In this screencast, you will learn about an important computer science concept called a variable. In computer science, variables are used to hold values. You will make a slider that uses variables to control the frequency of your sound. Watch this screencast to learn how to make and use this variable, then try it on your own.

To make your project easy for anyone to use, it needs a slider that allows the DJ to adjust the speed of the "meow." The computer needs to remember the speed the DJ chooses, so that the code can use the value that the DJ sets when the sound plays. A variable can save that information. To add a variable, go to the data menu and choose "make a variable."

Name the variable something that makes sense for the sound you picked, for example, "meow."

Click OK, and the new variable shows up on the left side of the screen as a number. If you double click on it twice, it changes into a slider control. Now, when you slide the control, the number inside the variable changes. This provides the DJ with a tool to easily set the variable on the fly, but you still need to place the variable in the code blocks to make it do something. Drag the "meow speed" block into the "wait” block.

Once you add the variable to the code, try moving the slider. What happens? The meow noise occurs more or less frequently, depending on where the slider is set. The variable is working! If you put the slider on 88, then the meow won't play for 88 seconds because the code reads: "Wait for the value stored in meow, or 88 seconds, before continuing." In a song, 88 seconds is a really long time... and right now the lowest value you could use would be 1 second...and you might actually want the sound to play every half second. Wow, you need to do a little math to be able to set the values to smaller numbers. Take a look at how you can tinker with the code to try to figure that out. In this example, the “say” block instructs the program to say whatever is in the meow variable. Here, it says “2” because the meow is set to 2. You don’t have to use the say block in your project, but it illustrates the change you are about to make in your code. Go to the operators menu, drag out a "divide by" block, and place it inside the “wait” block. Put the "meow" variable into the first value, and type 10 into the second value. This now reads: "Wait for meow variable divided by 10," which means that instead of waiting for 2 seconds, the code now waits for .2 seconds, because 2 divided by 10 is .2. This makes the meow sound occur more frequently. As the meow variable slider is moved, the sprite says numbers like "3.5" instead of "35" like before. That means the program will pause only 3.5 seconds, instead of 35 seconds, between meows. This gives the DJ much more control over the sound, since it can be set to play at fraction-of-a-second intervals, instead of just at whole-second intervals.
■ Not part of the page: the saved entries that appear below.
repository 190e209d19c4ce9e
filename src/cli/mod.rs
pub mod merge;
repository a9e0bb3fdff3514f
//! Refresh scheduler
//!
//! Owns at most one periodic job and guarantees that at most one refresh run
//! is in flight at a time, whether it was started by the job's timer or by
//! [`RefreshScheduler::trigger_now`]. A fire that arrives while a run is in
//! flight is dropped, never queued.
//!
//! One lock guards the job slot and the in-flight run. It is only held for
//! bookkeeping, never across an await.

use std::sync::atomic::{AtomicU64, Ordering};
use std::sync::{Arc, Mutex, MutexGuard, PoisonError, Weak};
use std::time::Duration;

use chrono::{DateTime, Utc};
use sales_ingest::RunControl;
use serde::{Deserialize, Serialize};
use tokio::sync::watch;
use tokio::task::JoinHandle;
use tokio::time::{Instant, MissedTickBehavior};
use tokio_util::sync::CancellationToken;
use tracing::{error, info, warn};

use super::interval::RefreshInterval;
use super::refresh::RefreshTask;
use super::SchedulerError;

/// Extra time granted past a run's own deadline before the scheduler stops
/// waiting for it
const BACKSTOP_GRACE: Duration = Duration::from_secs(5);

/// Where a fire came from
#[derive(Debug, Clone, Copy, PartialEq, Eq)]
pub enum Trigger {
    /// Timer tick of the job with this id
    Schedule { job_id: u64 },
    /// Caller-initiated run with its own deadline
    Manual { timeout: Duration },
}

/// What a fire did
#[derive(Debug, Clone, Copy, PartialEq, Eq, Serialize, Deserialize)]
#[serde(rename_all = "snake_case")]
pub enum FireOutcome {
    /// A run was started
    Started,
    /// A run was already in flight; nothing was started
    Skipped,
    /// The scheduler is shut down or the firing job no longer exists
    Rejected,
}

#[derive(Debug, Clone, Copy, PartialEq, Eq, Serialize, Deserialize)]
#[serde(rename_all = "snake_case")]
pub enum SchedulerState {
    Idle,
    Scheduled,
    Running,
}

/// Snapshot of the scheduler returned by `create` and `status`
#[derive(Debug, Clone, PartialEq, Serialize, Deserialize)]
pub struct JobStatus {
    pub active: bool,
    /// 0 when no job exists
    pub job_id: u64,
    #[serde(skip_serializing_if = "Option::is_none")]
    pub interval: Option<String>,
    #[serde(skip_serializing_if = "Option::is_none")]
    pub next_run: Option<DateTime<Utc>>,
    #[serde(skip_serializing_if = "Option::is_none")]
    pub previous_run: Option<DateTime<Utc>>,
    pub running: bool,
}

struct ActiveJob {
    id: u64,
    interval: RefreshInterval,
    next_run: DateTime<Utc>,
    previous_run: Option<DateTime<Utc>>,
    timer: JoinHandle<()>,
}

struct InFlight {
    run_id: u64,
    cancel: CancellationToken,
}

#[derive(Default)]
struct State {
    job: Option<ActiveJob>,
    next_job_id: u64,
    running: Option<InFlight>,
    next_run_id: u64,
    shut_down: bool,
}

struct Shared {
    task: Arc<dyn RefreshTask>,
    run_timeout: Duration,
    state: Mutex<State>,
    /// `true` while no run is in flight; written under the state lock
    idle: watch::Sender<bool>,
    fires_started: AtomicU64,
    fires_skipped: AtomicU64,
}

/// Single-job, single-flight refresh scheduler
///
/// Cloning is cheap; clones share the same job and run state.
#[derive(Clone)]
pub struct RefreshScheduler {
    shared: Arc<Shared>,
}

impl RefreshScheduler {
    /// `run_timeout` is the deadline applied to runs started by the timer.
    pub fn new(task: Arc<dyn RefreshTask>, run_timeout: Duration) -> Self {
        Self {
            shared: Arc::new(Shared {
                task,
                run_timeout,
                state: Mutex::new(State::default()),
                idle: watch::Sender::new(true),
                fires_started: AtomicU64::new(0),
                fires_skipped: AtomicU64::new(0),
            }),
        }
    }

    /// Create the periodic job, replacing any existing one.
    ///
    /// The old timer is stopped and the new one armed under the same lock.
    /// A run already in flight is left alone.
    pub fn create(&self, interval: &str) -> Result<JobStatus, SchedulerError> {
        let interval = RefreshInterval::parse(interval)?;
        let period = interval.period();

        let mut state = self.shared.lock();
        if state.shut_down {
            return Err(SchedulerError::ShutDown);
        }

        let replaced = state.job.take().map(|old| {
            old.timer.abort();
            old.id
        });

        state.next_job_id += 1;
        let job_id = state.next_job_id;
        let timer = tokio::spawn(run_timer(Arc::downgrade(&self.shared), job_id, period));
        state.job = Some(ActiveJob {
            id: job_id,
            interval: interval.clone(),
            next_run: Utc::now() + period,
            previous_run: None,
            timer,
        });

        match replaced {
            Some(old_id) => info!(
                job_id,
                replaced_job_id = old_id,
                interval = %interval,
                "Replaced refresh job"
            ),
            None => info!(job_id, interval = %interval, "Created refresh job"),
        }

        Ok(snapshot(&state))
    }

    /// Remove the periodic job. A run already in flight is left alone.
    pub fn delete(&self) -> Result<(), SchedulerError> {
        let mut state = self.shared.lock();
        let job = state.job.take().ok_or(SchedulerError::NoActiveJob)?;
        job.timer.abort();
        info!(job_id = job.id, interval = %job.interval, "Deleted refresh job");
        Ok(())
    }

    pub fn status(&self) -> JobStatus {
        snapshot(&self.shared.lock())
    }

    pub fn state(&self) -> SchedulerState {
        let state = self.shared.lock();
        if state.running.is_some() {
            SchedulerState::Running
        } else if state.job.is_some() {
            SchedulerState::Scheduled
        } else {
            SchedulerState::Idle
        }
    }

    /// Attempt to start a run. Never blocks on a run in progress.
    pub fn fire(&self, trigger: Trigger) -> FireOutcome {
        self.shared.fire(trigger)
    }

    /// Start a run now with the given deadline, subject to the same
    /// single-flight guard as timer fires.
    pub fn trigger_now(&self, timeout: Duration) -> FireOutcome {
        self.fire(Trigger::Manual { timeout })
    }

    /// Signal the in-flight run, if any, to stop. Returns whether there was one.
    pub fn cancel_running(&self) -> bool {
        let state = self.shared.lock();
        match &state.running {
            Some(run) => {
                warn!(run_id = run.run_id, "Cancelling in-flight refresh run");
                run.cancel.cancel();
                true
            },
            None => false,
        }
    }

    /// Stop the timer and wait for an in-flight run to finish.
    ///
    /// Afterwards `create` fails with [`SchedulerError::ShutDown`] and every
    /// fire is rejected. Safe to call more than once or concurrently; every
    /// caller waits for the run. Dropping the returned future stops the wait,
    /// not the run.
    pub async fn shutdown(&self) {
        let running = {
            let mut state = self.shared.lock();
            state.shut_down = true;
            if let Some(job) = state.job.take() {
                job.timer.abort();
                info!(job_id = job.id, "Stopped refresh job");
            }
            state.running.is_some()
        };

        if running {
            info!("Waiting for in-flight refresh run to finish");
        }
        self.wait_idle().await;

        info!("Refresh scheduler shut down");
    }

    /// Wait until no run is in flight.
    pub async fn wait_idle(&self) {
        let mut idle = self.shared.idle.subscribe();
        // The sender lives in `Shared`, which `self` keeps alive
        let _ = idle.wait_for(|idle| *idle).await;
    }

    /// Fires that started a run
    pub fn fires_started(&self) -> u64 {
        self.shared.fires_started.load(Ordering::Relaxed)
    }

    /// Fires dropped because a run was already in flight
    pub fn fires_skipped(&self) -> u64 {
        self.shared.fires_skipped.load(Ordering::Relaxed)
    }
}

impl Shared {
    fn lock(&self) -> MutexGuard<'_, State> {
        self.state.lock().unwrap_or_else(PoisonError::into_inner)
    }

    fn fire(self: &Arc<Self>, trigger: Trigger) -> FireOutcome {
        let mut state = self.lock();
        if state.shut_down {
            return FireOutcome::Rejected;
        }

        let timeout = match trigger {
            Trigger::Schedule { job_id } => {
                let Some(job) = state.job.as_mut().filter(|job| job.id == job_id) else {
                    return FireOutcome::Rejected;
                };
                let now = Utc::now();
                job.previous_run = Some(now);
                job.next_run = now + job.interval.period();
                self.run_timeout
            },
            Trigger::Manual { timeout } => timeout,
        };

        if let Some(run) = &state.running {
            self.fires_skipped.fetch_add(1, Ordering::Relaxed);
            info!(
                run_id = run.run_id,
                ?trigger,
                "Refresh already running, skipping fire"
            );
            return FireOutcome::Skipped;
        }

        state.next_run_id += 1;
        let run_id = state.next_run_id;
        let cancel = CancellationToken::new();
        let control = RunControl::new()
            .with_timeout(timeout)
            .with_cancel(cancel.clone());

        // Spawned under the lock so the run is visible before any other fire
        // can look.
        tokio::spawn(Arc::clone(self).execute(run_id, trigger, control));
        state.running = Some(InFlight { run_id, cancel });
        self.idle.send_replace(false);
        self.fires_started.fetch_add(1, Ordering::Relaxed);

        FireOutcome::Started
    }

    async fn execute(self: Arc<Self>, run_id: u64, trigger: Trigger, control: RunControl) {
        let _clear = RunningGuard {
            shared: Arc::clone(&self),
            run_id,
        };

        let cancel = control.cancel.clone();
        let backstop = control.timeout.unwrap_or(self.run_timeout) + BACKSTOP_GRACE;
        info!(run_id, ?trigger, "Refresh run started");

        match tokio::time::timeout(backstop, self.task.refresh(control)).await {
            Ok(Ok(record)) if record.is_success() => {
                info!(
                    run_id,
                    rows_loaded = record.rows_loaded,
                    "Refresh run finished"
                );
            },
            Ok(Ok(record)) => {
                warn!(
                    run_id,
                    rows_loaded = record.rows_loaded,
                    error = record.error_msg.as_deref().unwrap_or_default(),
                    "Refresh run failed"
                );
            },
            Ok(Err(e)) => {
                error!(run_id, error = %e, "Refresh run could not complete");
            },
            Err(_) => {
                cancel.cancel();
                warn!(
                    run_id,
                    timeout = ?backstop,
                    "Refresh run exceeded its deadline, abandoning it"
                );
            },
        }
    }
}

/// Clears the running slot when a run ends, including by panic
struct RunningGuard {
    shared: Arc<Shared>,
    run_id: u64,
}

impl Drop for RunningGuard {
    fn drop(&mut self) {
        let mut state = self.shared.lock();
        if state
            .running
            .as_ref()
            .is_some_and(|run| run.run_id == self.run_id)
        {
            state.running = None;
            self.shared.idle.send_replace(true);
        }
    }
}

fn snapshot(state: &State) -> JobStatus {
    let running = state.running.is_some();
    match &state.job {
        Some(job) => JobStatus {
            active: true,
            job_id: job.id,
            interval: Some(job.interval.to_string()),
            next_run: Some(job.next_run),
            previous_run: job.previous_run,
            running,
        },
        None => JobStatus {
            active: false,
            job_id: 0,
            interval: None,
            next_run: None,
            previous_run: None,
            running,
        },
    }
}

/// Ticks every `period`, first one `period` from now. Exits when the
/// scheduler is dropped or the job is no longer current.
async fn run_timer(shared: Weak<Shared>, job_id: u64, period: Duration) {
    let mut ticks = tokio::time::interval_at(Instant::now() + period, period);
    ticks.set_missed_tick_behavior(MissedTickBehavior::Delay);

    loop {
        ticks.tick().await;
        let Some(shared) = shared.upgrade() else {
            return;
        };
        if shared.fire(Trigger::Schedule { job_id }) == FireOutcome::Rejected {
            return;
        }
    }
}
This example used the “say” block as a test to help you see what was happening as the code changed. It’s not an important part of the program, so it can be removed.
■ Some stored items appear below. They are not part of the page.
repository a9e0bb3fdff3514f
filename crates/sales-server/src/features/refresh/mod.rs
//! Refresh feature module
//!
//! Starts ingestion runs on demand and exposes the run log.

pub mod routes;

pub use routes::{refresh_routes, RefreshState};
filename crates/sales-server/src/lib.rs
//! Sales Server Library
//!
//! HTTP server that keeps the sales store loaded from a CSV file and answers
//! revenue queries over it.
//!
//! # Overview
//!
//! - **Refresh scheduling**: one periodic job plus on-demand runs, never more
//!   than one ingestion in flight
//! - **Database**: PostgreSQL persistence for entities and the run log
//! - **API Endpoints**: refresh control, run log, revenue analytics
//! - **Configuration**: environment-based configuration management
//! - **Middleware**: CORS and request logging
//!
//! The ingestion pipeline itself lives in the `sales-ingest` crate; this
//! crate decides when it runs and where it writes.
//!
//! # Example
//!
//! ```no_run
//! use std::sync::Arc;
//! use std::time::Duration;
//!
//! use sales_ingest::{IngestionPipeline, MemoryStore};
//! use sales_server::ingest::{CsvRefresh, RefreshScheduler};
//!
//! #[tokio::main]
//! async fn main() -> anyhow::Result<()> {
//!     let store = Arc::new(MemoryStore::new());
//!     let pipeline = IngestionPipeline::new(store.clone(), store, 10)?;
//!     let task = Arc::new(CsvRefresh::new(pipeline, "./data/sales_data.csv"));
//!     let scheduler = RefreshScheduler::new(task, Duration::from_secs(600));
//!     scheduler.create("1h")?;
//!     Ok(())
//! }
//! ```

#![deny(clippy::unwrap_used, clippy::expect_used)]

pub mod config;
pub mod db;
pub mod error;
pub mod features;
pub mod ingest;
pub mod middleware;

// Re-export commonly used types
pub use error::AppError;
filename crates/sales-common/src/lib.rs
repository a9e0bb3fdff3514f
//! Sales Analytics Common Library
#![deny(clippy::unwrap_used, clippy::expect_used)]
//!
//! Shared error handling and logging used across the sales analytics workspace.
//!
//! # Overview
//!
//! - **Error Handling**: [`SalesError`] and the [`Result`] alias
//! - **Logging**: environment-driven `tracing` setup shared by the server and the CLI
//!
//! # Example
//!
//! ```no_run
//! use sales_common::logging::{init_logging, LogConfig};
//!
//! fn main() -> sales_common::Result<()> {
//!     let config = LogConfig::from_env()?;
//!     let _guard = init_logging(&config)?;
//!     tracing::info!("ready");
//!     Ok(())
//! }
//! ```

pub mod error;
pub mod logging;

// Re-export commonly used types
pub use error::{Result, SalesError};
//! Sales Ingest - dry-run ingestion tool
//!
//! Runs the ingestion pipeline against an in-memory store so a CSV file can
//! be checked without touching the database.

use std::path::PathBuf;
use std::sync::Arc;

use anyhow::{bail, Result};
use clap::{Parser, Subcommand};
use sales_common::logging::{init_logging, LogConfig, LogLevel};
use sales_ingest::{IngestionPipeline, MemoryStore};
use tracing::info;

#[derive(Parser, Debug)]
#[command(name = "sales-ingest")]
#[command(author, version, about = "Sales CSV ingestion tool")]
struct Cli {
    #[command(subcommand)]
    command: Command,

    /// Verbose output
    #[arg(short, long, global = true)]
    verbose: bool,
}

#[derive(Subcommand, Debug)]
enum Command {
    /// Ingest a file into memory and report what would be loaded
    Check {
        /// CSV file to ingest
        file: PathBuf,

        /// Number of concurrent workers
        #[arg(short, long, default_value_t = 4, env = "WORKER_POOL_SIZE")]
        workers: usize,
    },
}

#[tokio::main]
async fn main() -> Result<()> {
    let cli = Cli::parse();

    let log_level = if cli.verbose {
        LogLevel::Debug
    } else {
        LogLevel::Warn
    };

    let log_config = LogConfig::builder()
        .level(log_level)
        .log_file_prefix("sales-ingest")
        .build()
        .merge_env()?;

    let _guard = init_logging(&log_config)?;

    match cli.command {
        Command::Check { file, workers } => check(file, workers).await,
    }
}

async fn check(file: PathBuf, workers: usize) -> Result<()> {
    let store = Arc::new(MemoryStore::new());
    let pipeline = IngestionPipeline::new(store.clone(), store.clone(), workers)?;

    info!(file = %file.display(), workers, "Checking file");
    let record = pipeline.run(&file).await?;
    let counts = store.counts();

    println!("run:        {}", record.id);
    println!("status:     {}", record.status);
    println!("rows read:  {}", record.rows_loaded);
    println!("customers:  {}", counts.customers);
    println!("products:   {}", counts.products);
    println!("orders:     {}", counts.orders);
    println!("duration:   {} ms", record.duration().num_milliseconds());

    if let Some(message) = record.error_msg {
        bail!("ingestion failed: {message}");
    }
    Ok(())
}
Sometimes, it takes a lot of tinkering to figure out how to get to the answer you want.

You might need to temporarily add the "say" block--or another block--just to make it easier to see what happens when you change variables or other parts of the code. It may take several tries to get the math or other parts of your project to work exactly the way you want.

But, the great thing about computer science is that it’s easy to try out ideas and just keep making changes until you are happy with the result. As long as you persist and keep approaching a problem from different angles, you will solve it eventually. There's no harm in being wrong on the first try...or the first 10 tries! Some of the best ideas start as mistakes. Test out the project. As the slider is moved, the meow sound happens faster or slower. Perfect! Now, it's your turn. From the Data menu, add a new variable and name it something that makes sense for the sound you chose. Double click the variable two times to change it into a slider. Use the operators menu to build a block that divides your variable by 10, then place the whole block inside the “wait” block. When you've finished these steps, you'll have completed the core part of the DJ Mixer, but you can return to this tab to try some fun add-ons by clicking the green arrow.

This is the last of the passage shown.